(Collected data entries)
□ □ □ □ □

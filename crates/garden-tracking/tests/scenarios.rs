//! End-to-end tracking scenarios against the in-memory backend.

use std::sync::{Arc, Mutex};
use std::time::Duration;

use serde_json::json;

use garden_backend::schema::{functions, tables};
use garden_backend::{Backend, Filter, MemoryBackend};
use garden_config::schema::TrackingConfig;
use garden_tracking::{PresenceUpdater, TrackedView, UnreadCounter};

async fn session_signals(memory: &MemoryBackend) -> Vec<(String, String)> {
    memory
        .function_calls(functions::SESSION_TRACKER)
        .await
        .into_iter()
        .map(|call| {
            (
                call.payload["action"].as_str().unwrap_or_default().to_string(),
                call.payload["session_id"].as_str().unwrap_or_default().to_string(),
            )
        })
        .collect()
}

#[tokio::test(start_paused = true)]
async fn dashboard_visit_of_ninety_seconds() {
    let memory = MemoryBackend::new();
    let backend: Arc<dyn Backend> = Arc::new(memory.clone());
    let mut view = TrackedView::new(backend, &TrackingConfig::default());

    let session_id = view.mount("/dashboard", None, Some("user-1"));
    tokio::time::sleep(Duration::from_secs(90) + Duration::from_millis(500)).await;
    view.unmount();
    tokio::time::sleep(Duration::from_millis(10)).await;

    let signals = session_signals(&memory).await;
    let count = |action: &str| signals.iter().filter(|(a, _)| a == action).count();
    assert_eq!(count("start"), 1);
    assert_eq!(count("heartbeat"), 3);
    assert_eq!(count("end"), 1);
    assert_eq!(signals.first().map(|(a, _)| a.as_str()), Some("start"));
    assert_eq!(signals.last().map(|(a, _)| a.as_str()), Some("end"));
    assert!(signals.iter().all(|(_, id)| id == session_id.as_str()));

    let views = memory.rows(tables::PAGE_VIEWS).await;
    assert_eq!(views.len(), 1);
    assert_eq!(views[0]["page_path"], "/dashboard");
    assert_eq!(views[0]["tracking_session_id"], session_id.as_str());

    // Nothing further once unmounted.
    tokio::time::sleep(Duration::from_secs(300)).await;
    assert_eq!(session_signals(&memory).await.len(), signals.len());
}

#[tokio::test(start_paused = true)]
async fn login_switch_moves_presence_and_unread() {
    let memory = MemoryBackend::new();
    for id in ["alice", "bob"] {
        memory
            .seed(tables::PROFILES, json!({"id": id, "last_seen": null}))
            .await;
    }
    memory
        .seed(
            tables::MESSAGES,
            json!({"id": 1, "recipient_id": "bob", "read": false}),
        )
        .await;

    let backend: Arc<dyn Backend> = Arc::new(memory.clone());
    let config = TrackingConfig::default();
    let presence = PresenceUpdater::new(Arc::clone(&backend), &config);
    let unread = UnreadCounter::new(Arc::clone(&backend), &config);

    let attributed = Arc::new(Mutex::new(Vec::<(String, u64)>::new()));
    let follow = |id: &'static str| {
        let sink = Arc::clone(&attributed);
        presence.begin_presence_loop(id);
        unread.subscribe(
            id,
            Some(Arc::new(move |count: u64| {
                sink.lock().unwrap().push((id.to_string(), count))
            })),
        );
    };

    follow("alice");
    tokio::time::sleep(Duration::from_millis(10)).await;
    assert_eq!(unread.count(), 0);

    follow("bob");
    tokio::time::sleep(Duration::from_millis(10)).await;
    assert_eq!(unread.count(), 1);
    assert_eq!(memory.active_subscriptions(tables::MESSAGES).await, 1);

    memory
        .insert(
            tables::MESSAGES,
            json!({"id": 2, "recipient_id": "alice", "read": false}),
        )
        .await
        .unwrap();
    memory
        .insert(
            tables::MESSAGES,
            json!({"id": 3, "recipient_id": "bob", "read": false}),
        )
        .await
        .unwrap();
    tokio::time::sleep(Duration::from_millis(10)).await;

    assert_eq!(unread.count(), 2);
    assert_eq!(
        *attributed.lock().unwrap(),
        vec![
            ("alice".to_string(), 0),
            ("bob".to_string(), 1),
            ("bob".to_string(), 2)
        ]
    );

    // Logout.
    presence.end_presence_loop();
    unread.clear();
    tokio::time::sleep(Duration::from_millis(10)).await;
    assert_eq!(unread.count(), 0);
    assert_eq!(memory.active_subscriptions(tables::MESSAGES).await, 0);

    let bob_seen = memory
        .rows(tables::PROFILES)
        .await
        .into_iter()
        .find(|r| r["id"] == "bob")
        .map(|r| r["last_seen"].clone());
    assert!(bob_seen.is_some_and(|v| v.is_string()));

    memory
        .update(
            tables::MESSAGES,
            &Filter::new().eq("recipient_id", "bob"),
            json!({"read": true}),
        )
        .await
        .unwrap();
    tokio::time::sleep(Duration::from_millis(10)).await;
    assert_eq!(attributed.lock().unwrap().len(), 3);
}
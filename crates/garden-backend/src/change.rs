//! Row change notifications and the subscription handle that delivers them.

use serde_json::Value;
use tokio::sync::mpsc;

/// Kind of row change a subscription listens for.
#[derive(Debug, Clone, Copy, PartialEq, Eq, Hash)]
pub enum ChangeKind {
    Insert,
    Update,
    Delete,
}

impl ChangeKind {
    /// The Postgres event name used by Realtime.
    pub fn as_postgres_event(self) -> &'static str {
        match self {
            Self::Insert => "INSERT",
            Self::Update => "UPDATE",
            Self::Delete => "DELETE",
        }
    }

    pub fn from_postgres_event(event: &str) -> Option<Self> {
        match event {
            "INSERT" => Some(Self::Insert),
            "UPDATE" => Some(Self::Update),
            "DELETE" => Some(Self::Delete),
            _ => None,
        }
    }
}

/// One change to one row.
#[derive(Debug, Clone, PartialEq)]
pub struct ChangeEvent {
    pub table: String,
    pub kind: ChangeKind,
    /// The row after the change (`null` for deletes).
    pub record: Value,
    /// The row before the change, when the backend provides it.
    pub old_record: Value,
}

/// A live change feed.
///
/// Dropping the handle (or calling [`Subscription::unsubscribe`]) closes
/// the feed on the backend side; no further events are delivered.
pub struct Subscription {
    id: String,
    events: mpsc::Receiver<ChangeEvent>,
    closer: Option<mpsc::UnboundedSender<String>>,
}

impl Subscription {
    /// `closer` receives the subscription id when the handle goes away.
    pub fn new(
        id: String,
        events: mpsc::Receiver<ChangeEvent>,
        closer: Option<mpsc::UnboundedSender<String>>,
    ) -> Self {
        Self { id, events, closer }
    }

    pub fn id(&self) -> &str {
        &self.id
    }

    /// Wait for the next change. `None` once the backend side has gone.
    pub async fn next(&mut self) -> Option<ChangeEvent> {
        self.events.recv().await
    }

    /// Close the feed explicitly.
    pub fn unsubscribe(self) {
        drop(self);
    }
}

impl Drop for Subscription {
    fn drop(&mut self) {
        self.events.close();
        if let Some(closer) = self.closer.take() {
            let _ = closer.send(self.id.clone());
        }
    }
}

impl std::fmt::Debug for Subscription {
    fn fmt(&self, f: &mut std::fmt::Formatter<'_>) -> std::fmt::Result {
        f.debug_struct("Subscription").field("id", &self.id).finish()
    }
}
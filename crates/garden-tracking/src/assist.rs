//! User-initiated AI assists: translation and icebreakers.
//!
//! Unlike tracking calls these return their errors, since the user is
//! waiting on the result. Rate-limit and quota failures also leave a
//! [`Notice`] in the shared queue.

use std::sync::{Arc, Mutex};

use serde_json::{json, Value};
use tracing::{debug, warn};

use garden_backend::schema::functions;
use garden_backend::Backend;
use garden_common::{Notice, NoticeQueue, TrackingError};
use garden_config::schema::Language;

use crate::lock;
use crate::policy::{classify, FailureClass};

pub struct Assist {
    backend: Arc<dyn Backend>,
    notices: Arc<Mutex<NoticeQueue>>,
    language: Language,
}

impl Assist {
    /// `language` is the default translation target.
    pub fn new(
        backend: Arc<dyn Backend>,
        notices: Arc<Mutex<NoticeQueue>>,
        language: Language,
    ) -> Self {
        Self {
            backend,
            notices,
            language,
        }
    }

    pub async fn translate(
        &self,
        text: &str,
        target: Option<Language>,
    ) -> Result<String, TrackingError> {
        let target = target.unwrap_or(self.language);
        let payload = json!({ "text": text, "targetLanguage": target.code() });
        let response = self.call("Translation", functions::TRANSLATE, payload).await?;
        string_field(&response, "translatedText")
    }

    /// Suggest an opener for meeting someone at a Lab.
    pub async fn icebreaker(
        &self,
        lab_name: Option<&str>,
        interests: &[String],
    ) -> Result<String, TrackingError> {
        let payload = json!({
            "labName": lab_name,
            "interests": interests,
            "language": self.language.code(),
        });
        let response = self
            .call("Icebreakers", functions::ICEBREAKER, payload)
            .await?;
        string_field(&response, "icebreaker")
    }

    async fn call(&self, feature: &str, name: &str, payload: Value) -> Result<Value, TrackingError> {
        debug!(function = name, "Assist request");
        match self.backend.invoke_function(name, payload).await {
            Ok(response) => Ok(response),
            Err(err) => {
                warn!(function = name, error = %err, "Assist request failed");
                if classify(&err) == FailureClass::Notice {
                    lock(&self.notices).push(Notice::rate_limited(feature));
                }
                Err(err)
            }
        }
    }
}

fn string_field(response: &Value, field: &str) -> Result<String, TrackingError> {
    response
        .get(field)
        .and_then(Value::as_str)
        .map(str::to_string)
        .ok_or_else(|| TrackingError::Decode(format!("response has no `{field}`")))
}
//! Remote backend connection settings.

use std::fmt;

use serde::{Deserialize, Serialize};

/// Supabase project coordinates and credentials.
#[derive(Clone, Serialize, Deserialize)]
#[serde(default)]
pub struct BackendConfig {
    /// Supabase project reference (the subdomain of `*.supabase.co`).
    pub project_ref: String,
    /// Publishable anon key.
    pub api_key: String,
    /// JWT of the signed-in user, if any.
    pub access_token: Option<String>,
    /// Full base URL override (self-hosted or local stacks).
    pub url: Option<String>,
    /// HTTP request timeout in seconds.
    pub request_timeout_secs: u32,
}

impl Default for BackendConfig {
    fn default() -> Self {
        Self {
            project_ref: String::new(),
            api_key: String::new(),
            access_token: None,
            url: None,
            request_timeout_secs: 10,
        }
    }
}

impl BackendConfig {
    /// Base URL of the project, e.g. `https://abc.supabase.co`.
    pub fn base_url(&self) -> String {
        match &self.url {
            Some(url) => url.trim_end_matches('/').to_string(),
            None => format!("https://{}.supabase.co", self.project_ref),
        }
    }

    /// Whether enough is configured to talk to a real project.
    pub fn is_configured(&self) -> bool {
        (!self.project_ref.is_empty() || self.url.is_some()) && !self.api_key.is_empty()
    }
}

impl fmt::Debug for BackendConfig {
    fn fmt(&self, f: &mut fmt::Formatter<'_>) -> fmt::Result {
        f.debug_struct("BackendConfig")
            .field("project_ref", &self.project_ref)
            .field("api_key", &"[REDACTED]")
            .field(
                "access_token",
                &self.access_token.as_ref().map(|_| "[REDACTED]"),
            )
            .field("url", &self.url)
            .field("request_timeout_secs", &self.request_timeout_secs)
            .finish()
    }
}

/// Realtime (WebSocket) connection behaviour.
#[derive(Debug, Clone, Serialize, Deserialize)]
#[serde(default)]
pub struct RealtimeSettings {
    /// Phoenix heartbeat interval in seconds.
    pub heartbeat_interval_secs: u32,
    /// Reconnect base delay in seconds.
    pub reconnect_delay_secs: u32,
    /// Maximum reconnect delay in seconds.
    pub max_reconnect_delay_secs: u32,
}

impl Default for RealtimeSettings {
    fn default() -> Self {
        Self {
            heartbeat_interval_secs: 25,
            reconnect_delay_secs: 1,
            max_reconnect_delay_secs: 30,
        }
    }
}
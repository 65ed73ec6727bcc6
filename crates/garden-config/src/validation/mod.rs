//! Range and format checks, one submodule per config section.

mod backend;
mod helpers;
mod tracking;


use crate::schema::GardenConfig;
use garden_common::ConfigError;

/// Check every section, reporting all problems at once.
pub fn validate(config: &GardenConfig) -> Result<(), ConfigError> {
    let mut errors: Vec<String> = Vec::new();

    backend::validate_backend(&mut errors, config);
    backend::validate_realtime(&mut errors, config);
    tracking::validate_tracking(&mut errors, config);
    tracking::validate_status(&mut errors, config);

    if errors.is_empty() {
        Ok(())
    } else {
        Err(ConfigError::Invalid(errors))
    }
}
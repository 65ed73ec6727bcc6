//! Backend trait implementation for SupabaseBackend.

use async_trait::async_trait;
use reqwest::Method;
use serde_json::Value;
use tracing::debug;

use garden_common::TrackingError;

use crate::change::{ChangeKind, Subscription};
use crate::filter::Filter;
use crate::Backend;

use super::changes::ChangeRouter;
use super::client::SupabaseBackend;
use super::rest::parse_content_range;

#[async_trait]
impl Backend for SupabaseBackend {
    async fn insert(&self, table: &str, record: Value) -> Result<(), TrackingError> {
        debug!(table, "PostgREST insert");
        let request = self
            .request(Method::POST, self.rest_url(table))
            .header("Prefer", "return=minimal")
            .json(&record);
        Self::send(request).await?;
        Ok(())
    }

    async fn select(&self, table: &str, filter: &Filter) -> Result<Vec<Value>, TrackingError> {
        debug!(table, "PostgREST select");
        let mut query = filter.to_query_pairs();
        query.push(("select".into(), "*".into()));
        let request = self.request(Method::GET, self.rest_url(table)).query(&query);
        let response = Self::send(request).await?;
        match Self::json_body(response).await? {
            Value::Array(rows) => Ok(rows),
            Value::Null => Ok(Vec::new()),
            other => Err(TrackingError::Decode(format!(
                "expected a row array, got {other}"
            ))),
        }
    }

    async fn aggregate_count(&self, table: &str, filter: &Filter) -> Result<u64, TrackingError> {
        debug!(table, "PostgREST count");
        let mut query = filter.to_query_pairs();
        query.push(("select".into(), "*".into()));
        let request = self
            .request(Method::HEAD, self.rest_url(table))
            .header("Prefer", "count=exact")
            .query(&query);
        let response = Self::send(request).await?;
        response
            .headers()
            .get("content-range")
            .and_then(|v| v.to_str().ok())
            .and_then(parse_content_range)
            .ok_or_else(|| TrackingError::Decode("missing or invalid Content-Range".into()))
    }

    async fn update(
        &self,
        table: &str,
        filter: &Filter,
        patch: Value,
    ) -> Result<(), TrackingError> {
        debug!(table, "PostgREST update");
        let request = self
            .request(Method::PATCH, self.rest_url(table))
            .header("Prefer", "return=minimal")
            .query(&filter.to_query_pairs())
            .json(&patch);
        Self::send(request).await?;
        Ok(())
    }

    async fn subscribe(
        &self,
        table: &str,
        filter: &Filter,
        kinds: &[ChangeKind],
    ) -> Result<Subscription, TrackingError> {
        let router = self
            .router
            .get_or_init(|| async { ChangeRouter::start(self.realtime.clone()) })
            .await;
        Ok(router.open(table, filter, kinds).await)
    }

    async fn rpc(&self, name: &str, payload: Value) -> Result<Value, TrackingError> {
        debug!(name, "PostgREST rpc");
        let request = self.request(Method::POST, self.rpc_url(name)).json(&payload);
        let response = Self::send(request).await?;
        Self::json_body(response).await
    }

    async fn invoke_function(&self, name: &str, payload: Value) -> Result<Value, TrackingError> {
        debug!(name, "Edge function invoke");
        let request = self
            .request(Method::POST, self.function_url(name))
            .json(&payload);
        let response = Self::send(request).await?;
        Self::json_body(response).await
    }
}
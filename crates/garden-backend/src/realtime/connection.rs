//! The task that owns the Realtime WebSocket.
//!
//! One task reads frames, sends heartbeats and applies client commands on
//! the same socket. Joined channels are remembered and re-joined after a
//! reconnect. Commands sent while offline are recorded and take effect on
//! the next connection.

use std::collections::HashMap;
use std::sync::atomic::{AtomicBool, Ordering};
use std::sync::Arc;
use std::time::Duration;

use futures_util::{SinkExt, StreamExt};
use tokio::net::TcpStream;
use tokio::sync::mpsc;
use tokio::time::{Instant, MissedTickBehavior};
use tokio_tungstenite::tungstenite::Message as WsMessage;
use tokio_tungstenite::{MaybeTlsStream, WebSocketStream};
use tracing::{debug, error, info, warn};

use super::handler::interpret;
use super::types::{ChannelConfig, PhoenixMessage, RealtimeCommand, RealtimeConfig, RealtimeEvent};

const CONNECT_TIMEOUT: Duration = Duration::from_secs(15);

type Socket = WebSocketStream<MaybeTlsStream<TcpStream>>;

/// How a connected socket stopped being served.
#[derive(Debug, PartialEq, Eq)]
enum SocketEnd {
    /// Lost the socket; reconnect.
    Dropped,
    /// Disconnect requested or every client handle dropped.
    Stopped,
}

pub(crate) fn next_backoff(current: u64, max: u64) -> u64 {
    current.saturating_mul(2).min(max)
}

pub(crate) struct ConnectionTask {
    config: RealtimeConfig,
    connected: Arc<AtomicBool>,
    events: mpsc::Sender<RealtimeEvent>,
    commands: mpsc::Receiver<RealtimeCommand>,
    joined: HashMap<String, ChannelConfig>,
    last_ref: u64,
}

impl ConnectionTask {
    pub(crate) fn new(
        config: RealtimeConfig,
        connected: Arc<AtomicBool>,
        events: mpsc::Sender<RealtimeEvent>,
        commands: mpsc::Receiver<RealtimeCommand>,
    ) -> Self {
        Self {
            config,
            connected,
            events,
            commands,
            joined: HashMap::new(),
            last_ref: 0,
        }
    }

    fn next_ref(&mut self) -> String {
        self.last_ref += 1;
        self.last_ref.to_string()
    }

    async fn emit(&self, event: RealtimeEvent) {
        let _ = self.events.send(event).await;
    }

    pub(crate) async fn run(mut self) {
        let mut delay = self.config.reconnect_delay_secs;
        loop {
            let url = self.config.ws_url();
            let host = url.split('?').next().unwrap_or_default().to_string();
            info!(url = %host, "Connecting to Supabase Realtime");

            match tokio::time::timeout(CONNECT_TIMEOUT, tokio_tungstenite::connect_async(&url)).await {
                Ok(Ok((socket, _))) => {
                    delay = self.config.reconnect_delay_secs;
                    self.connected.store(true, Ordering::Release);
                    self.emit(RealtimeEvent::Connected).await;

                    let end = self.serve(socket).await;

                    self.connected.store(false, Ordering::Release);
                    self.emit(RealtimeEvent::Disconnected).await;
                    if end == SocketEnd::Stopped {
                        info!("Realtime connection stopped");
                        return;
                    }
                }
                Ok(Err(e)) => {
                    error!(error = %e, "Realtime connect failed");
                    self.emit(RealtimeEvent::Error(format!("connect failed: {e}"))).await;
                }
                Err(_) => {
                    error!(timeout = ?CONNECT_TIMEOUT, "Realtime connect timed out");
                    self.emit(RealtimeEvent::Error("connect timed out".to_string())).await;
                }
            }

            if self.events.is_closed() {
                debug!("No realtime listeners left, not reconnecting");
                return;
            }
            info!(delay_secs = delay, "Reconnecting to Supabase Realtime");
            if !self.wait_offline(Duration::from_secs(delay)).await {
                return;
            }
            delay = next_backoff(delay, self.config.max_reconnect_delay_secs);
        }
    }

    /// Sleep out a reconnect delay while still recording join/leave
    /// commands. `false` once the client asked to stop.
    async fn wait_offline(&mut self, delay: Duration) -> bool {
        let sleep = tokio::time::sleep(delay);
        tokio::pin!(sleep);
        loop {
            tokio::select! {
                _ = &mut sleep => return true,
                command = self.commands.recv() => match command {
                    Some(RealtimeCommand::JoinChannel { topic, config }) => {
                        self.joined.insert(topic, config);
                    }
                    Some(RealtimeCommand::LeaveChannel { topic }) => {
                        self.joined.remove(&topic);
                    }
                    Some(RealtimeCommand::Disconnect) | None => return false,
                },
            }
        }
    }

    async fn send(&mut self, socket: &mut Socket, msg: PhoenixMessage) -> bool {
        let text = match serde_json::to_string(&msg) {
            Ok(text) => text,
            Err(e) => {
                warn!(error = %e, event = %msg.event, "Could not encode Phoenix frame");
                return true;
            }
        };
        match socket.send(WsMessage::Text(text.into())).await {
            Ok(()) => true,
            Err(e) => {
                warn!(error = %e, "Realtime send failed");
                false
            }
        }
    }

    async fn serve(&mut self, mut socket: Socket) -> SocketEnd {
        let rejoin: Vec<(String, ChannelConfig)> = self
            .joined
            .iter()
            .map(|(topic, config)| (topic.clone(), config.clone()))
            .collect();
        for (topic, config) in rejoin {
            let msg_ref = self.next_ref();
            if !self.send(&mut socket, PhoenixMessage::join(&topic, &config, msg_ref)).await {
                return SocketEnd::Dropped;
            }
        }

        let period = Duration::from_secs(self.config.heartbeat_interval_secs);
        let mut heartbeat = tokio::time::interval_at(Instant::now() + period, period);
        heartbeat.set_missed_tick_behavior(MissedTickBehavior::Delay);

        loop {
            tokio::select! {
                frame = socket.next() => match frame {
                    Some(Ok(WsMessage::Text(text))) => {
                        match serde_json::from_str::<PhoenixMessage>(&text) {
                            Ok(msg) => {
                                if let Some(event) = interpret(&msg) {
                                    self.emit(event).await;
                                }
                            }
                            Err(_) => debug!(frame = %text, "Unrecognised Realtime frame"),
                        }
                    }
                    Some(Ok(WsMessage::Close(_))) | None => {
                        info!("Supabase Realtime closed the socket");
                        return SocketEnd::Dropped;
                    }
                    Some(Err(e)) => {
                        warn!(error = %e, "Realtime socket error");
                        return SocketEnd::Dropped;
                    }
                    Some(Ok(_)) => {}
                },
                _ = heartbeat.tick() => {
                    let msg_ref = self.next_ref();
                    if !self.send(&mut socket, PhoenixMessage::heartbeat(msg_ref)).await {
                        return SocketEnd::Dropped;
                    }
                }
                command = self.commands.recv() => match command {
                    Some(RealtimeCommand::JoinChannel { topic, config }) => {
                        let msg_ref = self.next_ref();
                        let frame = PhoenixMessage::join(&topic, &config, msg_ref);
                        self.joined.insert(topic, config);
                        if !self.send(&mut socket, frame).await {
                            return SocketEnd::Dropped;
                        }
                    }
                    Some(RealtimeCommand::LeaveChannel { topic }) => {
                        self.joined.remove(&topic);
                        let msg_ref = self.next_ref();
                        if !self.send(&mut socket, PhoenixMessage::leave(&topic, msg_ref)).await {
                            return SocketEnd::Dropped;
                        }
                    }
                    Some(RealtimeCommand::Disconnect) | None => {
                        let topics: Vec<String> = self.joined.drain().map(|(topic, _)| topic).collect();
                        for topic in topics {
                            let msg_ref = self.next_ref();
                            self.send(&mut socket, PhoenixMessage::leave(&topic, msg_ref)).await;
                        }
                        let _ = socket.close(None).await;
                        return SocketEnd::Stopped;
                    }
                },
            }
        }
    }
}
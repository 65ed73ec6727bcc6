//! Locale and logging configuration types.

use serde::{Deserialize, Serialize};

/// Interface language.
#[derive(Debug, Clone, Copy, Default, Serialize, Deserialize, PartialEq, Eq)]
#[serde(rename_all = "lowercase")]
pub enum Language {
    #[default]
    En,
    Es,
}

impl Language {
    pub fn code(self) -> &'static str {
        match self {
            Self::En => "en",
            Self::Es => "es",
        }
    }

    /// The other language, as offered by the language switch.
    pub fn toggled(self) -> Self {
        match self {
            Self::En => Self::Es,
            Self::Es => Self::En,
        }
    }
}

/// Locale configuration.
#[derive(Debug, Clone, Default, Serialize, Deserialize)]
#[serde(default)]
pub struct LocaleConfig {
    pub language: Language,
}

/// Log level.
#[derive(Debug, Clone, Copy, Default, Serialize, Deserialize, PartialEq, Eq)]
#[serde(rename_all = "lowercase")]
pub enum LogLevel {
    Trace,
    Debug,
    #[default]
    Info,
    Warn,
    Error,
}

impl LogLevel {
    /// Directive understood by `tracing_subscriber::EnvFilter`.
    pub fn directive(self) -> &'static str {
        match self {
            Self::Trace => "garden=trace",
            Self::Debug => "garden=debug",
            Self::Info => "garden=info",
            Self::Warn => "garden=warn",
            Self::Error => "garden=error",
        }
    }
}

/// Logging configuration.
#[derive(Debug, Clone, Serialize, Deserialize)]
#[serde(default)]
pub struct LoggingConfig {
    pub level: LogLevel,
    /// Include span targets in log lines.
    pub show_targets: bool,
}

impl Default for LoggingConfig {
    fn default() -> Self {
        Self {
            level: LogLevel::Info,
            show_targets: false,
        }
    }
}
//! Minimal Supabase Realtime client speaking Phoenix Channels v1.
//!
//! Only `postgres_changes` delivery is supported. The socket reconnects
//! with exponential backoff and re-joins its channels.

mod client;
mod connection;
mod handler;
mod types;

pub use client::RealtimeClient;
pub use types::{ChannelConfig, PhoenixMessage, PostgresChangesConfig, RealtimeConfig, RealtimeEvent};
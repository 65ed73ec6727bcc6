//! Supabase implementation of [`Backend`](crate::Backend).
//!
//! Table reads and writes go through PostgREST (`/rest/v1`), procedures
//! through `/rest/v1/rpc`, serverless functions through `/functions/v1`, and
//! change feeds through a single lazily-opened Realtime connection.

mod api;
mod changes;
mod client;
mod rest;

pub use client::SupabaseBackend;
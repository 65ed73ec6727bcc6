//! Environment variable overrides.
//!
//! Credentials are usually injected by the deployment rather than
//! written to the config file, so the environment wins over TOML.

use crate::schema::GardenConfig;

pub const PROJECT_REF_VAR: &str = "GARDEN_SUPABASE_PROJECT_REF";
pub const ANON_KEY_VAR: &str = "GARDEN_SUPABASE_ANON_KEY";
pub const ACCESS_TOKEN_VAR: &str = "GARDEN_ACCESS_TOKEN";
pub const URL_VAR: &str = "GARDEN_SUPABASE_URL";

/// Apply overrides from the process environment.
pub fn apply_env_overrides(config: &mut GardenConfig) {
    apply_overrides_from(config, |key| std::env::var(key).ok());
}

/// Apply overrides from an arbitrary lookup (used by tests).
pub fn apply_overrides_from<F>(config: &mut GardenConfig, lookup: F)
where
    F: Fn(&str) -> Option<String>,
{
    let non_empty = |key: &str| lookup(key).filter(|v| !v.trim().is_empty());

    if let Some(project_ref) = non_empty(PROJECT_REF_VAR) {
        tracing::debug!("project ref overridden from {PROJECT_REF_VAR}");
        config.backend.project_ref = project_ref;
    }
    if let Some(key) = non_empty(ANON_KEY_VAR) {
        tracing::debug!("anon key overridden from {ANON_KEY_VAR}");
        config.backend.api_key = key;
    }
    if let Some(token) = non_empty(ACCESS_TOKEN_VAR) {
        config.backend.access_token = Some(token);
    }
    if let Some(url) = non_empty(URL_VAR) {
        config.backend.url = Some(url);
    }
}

□ □ □ □ □

§ **WHAT TO DO**: Search the records for the word "HashMap", then list every line that has it.

§ **SOLUTION TO THE EXERCISE**:
use std::collections::HashMap;
    joined: HashMap<String, ChannelConfig>,
            joined: HashMap::new(),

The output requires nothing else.